- Location of Mount Summit in Henry County, Indiana.
- Coordinates: 40°00′04″N 85°23′09″W﻿ / ﻿40.00111°N 85.38583°W
- Country: United States
- State: Indiana
- County: Henry
- Township: Prairie

Area
- • Total: 0.19 sq mi (0.50 km^{2})
- • Land: 0.19 sq mi (0.50 km^{2})
- • Water: 0 sq mi (0.00 km^{2})
- Elevation: 1,106 ft (337 m)

Population (2020)
- • Total: 342
- • Estimate (2025): 356
- • Density: 1,785.1/sq mi (689.22/km^{2})
- Time zone: UTC-5 (Eastern (EST))
- • Summer (DST): UTC-4 (EDT)
- ZIP code: 47361
- Area code: 765
- FIPS code: 18-51714
- GNIS feature ID: 2396792
- Website: www.townofmountsummit.com

= Mount Summit, Indiana =

Mount Summit is a town in Prairie Township, Henry County, Indiana, United States. The population was 342 at the 2020 census.

==History==
Mount Summit was platted in 1854. It was named for its lofty elevation. A post office has been in operation in Mount Summit since 1869.

==Geography==

According to the 2010 census, Mount Summit has a total area of 0.19 sqmi, all land.

==Highways==
- State Road 3

==Demographics==

Historical population
| Census | Pop. | Note | %± |
| 1870 | 108 |  | — |
| 1880 | 200 |  | 85.2% |
| 1890 | 231 |  | 15.5% |
| 1910 | 193 |  | — |
| 1920 | 274 |  | 42.0% |
| 1930 | 274 |  | 0.0% |
| 1940 | 265 |  | −3.3% |
| 1950 | 295 |  | 11.3% |
| 1960 | 424 |  | 43.7% |
| 1970 | 395 |  | −6.8% |
| 1980 | 357 |  | −9.6% |
| 1990 | 238 |  | −33.3% |
| 2000 | 313 |  | 31.5% |
| 2010 | 352 |  | 12.5% |
| 2020 | 342 |  | −2.8% |
| 2025 (est.) | 356 | Increase | 4.1% |
U.S. Decennial Census

===2010 census===
As of the census of 2010, there were 352 people, 139 households, and 96 families living in the town. The population density was 1852.6 PD/sqmi. There were 152 housing units at an average density of 800.0 /sqmi. The racial makeup of the town was 97.2% White, 0.3% Native American, 0.6% from other races, and 2.0% from two or more races. Hispanic or Latino of any race were 2.3% of the population.

There were 139 households, of which 36.0% had children under the age of 18 living with them, 51.1% were married couples living together, 12.9% had a female householder with no husband present, 5.0% had a male householder with no wife present, and 30.9% were non-families. 27.3% of all households were made up of individuals, and 8.6% had someone living alone who was 65 years of age or older. The average household size was 2.53 and the average family size was 3.04.

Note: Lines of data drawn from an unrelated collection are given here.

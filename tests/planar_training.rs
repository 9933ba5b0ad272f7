use planar_nn::{
    load_planar_dataset, load_spiral_dataset, model, plot_decision_boundary, predict, PlotOptions,
    TrainConfig,
};

#[test_log::test]
fn flower_is_learned_beyond_chance() {
    let data = load_planar_dataset(2);
    let config = TrainConfig {
        num_iterations: 5_000,
        learning_rate: 0.1,
        print_cost: false,
        ..TrainConfig::default()
    };
    let report = model(&data.x, &data.y, &config).unwrap();
    assert_eq!(report.costs.len(), 5);
    assert!(report.final_cost().unwrap() < report.costs[0]);
    let (preds, acc) = predict(&data.x, &data.y, &report.parameters).unwrap();
    assert_eq!(preds[0].len(), 400);
    assert!(acc > 0.6, "accuracy {}", acc);
}

#[test_log::test]
fn regularized_training_writes_boundary_png() {
    let data = load_spiral_dataset(0.2, 3);
    let config = TrainConfig {
        num_iterations: 2_000,
        learning_rate: 0.01,
        lambd: 0.7,
        print_cost: false,
        ..TrainConfig::default()
    };
    let report = model(&data.x, &data.y, &config).unwrap();
    assert_eq!(report.costs.len(), 2);

    let dir = tempfile::tempdir().unwrap();
    let path = dir.path().join("boundary.png");
    let options = PlotOptions {
        step: 0.1,
        title: "Model with L2-regularization".to_string(),
        ..PlotOptions::default()
    };
    let grid = plot_decision_boundary(&report.parameters, &data.x, &data.y, &path, &options).unwrap();
    assert!(path.exists());
    assert_eq!(grid.cells.len(), grid.rows * grid.cols);
}
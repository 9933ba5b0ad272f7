//! Hard-coded inputs for checking the regularized cost and backward pass.
use crate::matrix::Matrix;
use crate::network::Cache;
use crate::params::{LayerParams, Parameters};
use anyhow::Result;

fn labels() -> Matrix {
    vec![vec![1.0, 1.0, 0.0, 1.0, 0.0]]
}

fn a3() -> Matrix {
    vec![vec![0.40682402, 0.01629284, 0.16722898, 0.10118111, 0.40682402]]
}

/// `(a3, Y, parameters)`; parameters shaped `[3, 2, 3, 1]`.
pub fn compute_cost_with_regularization_test_case() -> Result<(Matrix, Matrix, Parameters)> {
    let parameters = Parameters::from_layers(vec![
        LayerParams::new(
            vec![
                vec![1.62434536, -0.61175641, -0.52817175],
                vec![-1.07296862, 0.86540763, -2.3015387],
            ],
            vec![1.74481176, -0.7612069],
        )?,
        LayerParams::new(
            vec![
                vec![0.3190391, -0.24937038],
                vec![1.46210794, -2.06014071],
                vec![-0.3224172, -0.38405435],
            ],
            vec![1.13376944, -1.09989127, -0.17242821],
        )?,
        LayerParams::new(
            vec![vec![-0.87785842, 0.04221375, 0.58281521]],
            vec![-1.10061918],
        )?,
    ])?;
    Ok((a3(), labels(), parameters))
}

/// `(X, Y, cache)` with `X` of shape `(3, 5)`.
pub fn backward_propagation_with_regularization_test_case() -> (Matrix, Matrix, Cache) {
    let x = vec![
        vec![1.62434536, -0.61175641, -0.52817175, -1.07296862, 0.86540763],
        vec![-2.3015387, 1.74481176, -0.7612069, 0.3190391, -0.24937038],
        vec![1.46210794, -2.06014071, -0.3224172, -0.38405435, 1.13376944],
    ];
    let cache = Cache {
        z1: vec![
            vec![-1.52855314, 3.32524635, 2.13994541, 2.60700654, -0.75942115],
            vec![-1.98043538, 4.1600994, 0.79051021, 1.46493512, -0.45506242],
        ],
        a1: vec![
            vec![0.0, 3.32524635, 2.13994541, 2.60700654, 0.0],
            vec![0.0, 4.1600994, 0.79051021, 1.46493512, 0.0],
        ],
        w1: vec![
            vec![-1.09989127, -0.17242821, -0.87785842],
            vec![0.04221375, 0.58281521, -1.10061918],
        ],
        b1: vec![1.14472371, 0.90159072],
        z2: vec![
            vec![0.53035547, 5.94892323, 2.31780174, 3.16005701, 0.53035547],
            vec![-0.69166075, -3.47645987, -2.25194702, -2.65416996, -0.69166075],
            vec![-0.39675353, -4.62285846, -2.61101729, -3.22874921, -0.39675353],
        ],
        a2: vec![
            vec![0.53035547, 5.94892323, 2.31780174, 3.16005701, 0.53035547],
            vec![0.0; 5],
            vec![0.0; 5],
        ],
        w2: vec![
            vec![0.50249434, 0.90085595],
            vec![-0.68372786, -0.12289023],
            vec![-0.93576943, -0.26788808],
        ],
        b2: vec![0.53035547, -0.69166075, -0.39675353],
        z3: vec![vec![-0.3771104, -4.10060224, -1.60539468, -2.18416951, -0.3771104]],
        a3: a3(),
        w3: vec![vec![-0.6871727, -0.84520564, -0.67124613]],
        b3: vec![-0.0126646],
    };
    (x, labels(), cache)
}
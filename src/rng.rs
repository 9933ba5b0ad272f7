//! Seeded standard-normal sampling (`np.random.seed` + `randn`).
use crate::matrix::Matrix;
use rand::{Rng, SeedableRng};
use rand_chacha::ChaCha8Rng;
use rand_distr::StandardNormal;

/// Deterministic generator for `seed`.
pub fn seeded(seed: u64) -> ChaCha8Rng {
    ChaCha8Rng::seed_from_u64(seed)
}

/// `n` draws from N(0, 1).
pub fn randn_vec<R: Rng + ?Sized>(rng: &mut R, n: usize) -> Vec<f64> {
    (0..n).map(|_| rng.sample(StandardNormal)).collect()
}

/// `rows x cols` draws from N(0, 1), filled row by row.
pub fn randn<R: Rng + ?Sized>(rng: &mut R, rows: usize, cols: usize) -> Matrix {
    (0..rows).map(|_| randn_vec(rng, cols)).collect()
}

#[cfg(test)]
mod tests {
    use super::*;

    #[test]
    fn same_seed_same_stream() {
        let a = randn(&mut seeded(7), 3, 4);
        let b = randn(&mut seeded(7), 3, 4);
        assert_eq!(a, b);
        assert_ne!(a, randn(&mut seeded(8), 3, 4));
    }

    #[test]
    fn draws_look_standard_normal() {
        let v = randn_vec(&mut seeded(0), 20_000);
        let mean = v.iter().sum::<f64>() / v.len() as f64;
        let var = v.iter().map(|x| (x - mean).powi(2)).sum::<f64>() / v.len() as f64;
        assert!(mean.abs() < 0.05, "mean = {}", mean);
        assert!((var - 1.0).abs() < 0.05, "var = {}", var);
    }
}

The median age in the town was 42.1 years. 25% of residents were under the age of 18; 7.2% were between the ages of 18 and 24; 21.9% were from 25 to 44; 32.5% were from 45 to 64; and 13.6% were 65 years of age or older. The gender makeup of the town was 50.6% male and 49.4% female.

===2000 census===
As of the census of 2000, there were 313 people, 128 households, and 89 families living in the town. The population density was 1,747.0 PD/sqmi. There were 132 housing units at an average density of 736.8 /sqmi. The racial makeup of the town was 98.40% White, 0.96% African American, and 0.64% from two or more races. Hispanic or Latino of any race were 3.51% of the population.

There were 128 households, out of which 28.1% had children under the age of 18 living with them, 60.2% were married couples living together, 5.5% had a female householder with no husband present, and 29.7% were non-families. 25.8% of all households were made up of individuals, and 12.5% had someone living alone who was 65 years of age or older. The average household size was 2.45 and the average family size was 2.92.

In the town, the population was spread out, with 24.9% under the age of 18, 6.7% from 18 to 24, 29.4% from 25 to 44, 23.6% from 45 to 64, and 15.3% who were 65 years of age or older. The median age was 38 years. For every 100 females, there were 95.6 males. For every 100 females age 18 and over, there were 91.1 males.

The median income for a household in the town was $48,000, and the median income for a family was $53,375. Males had a median income of $33,281 versus $22,321 for females. The per capita income for the town was $20,895. About 5.4% of families and 5.3% of the population were below the poverty line, including 2.7% of those under age 18 and none of those age 65 or over.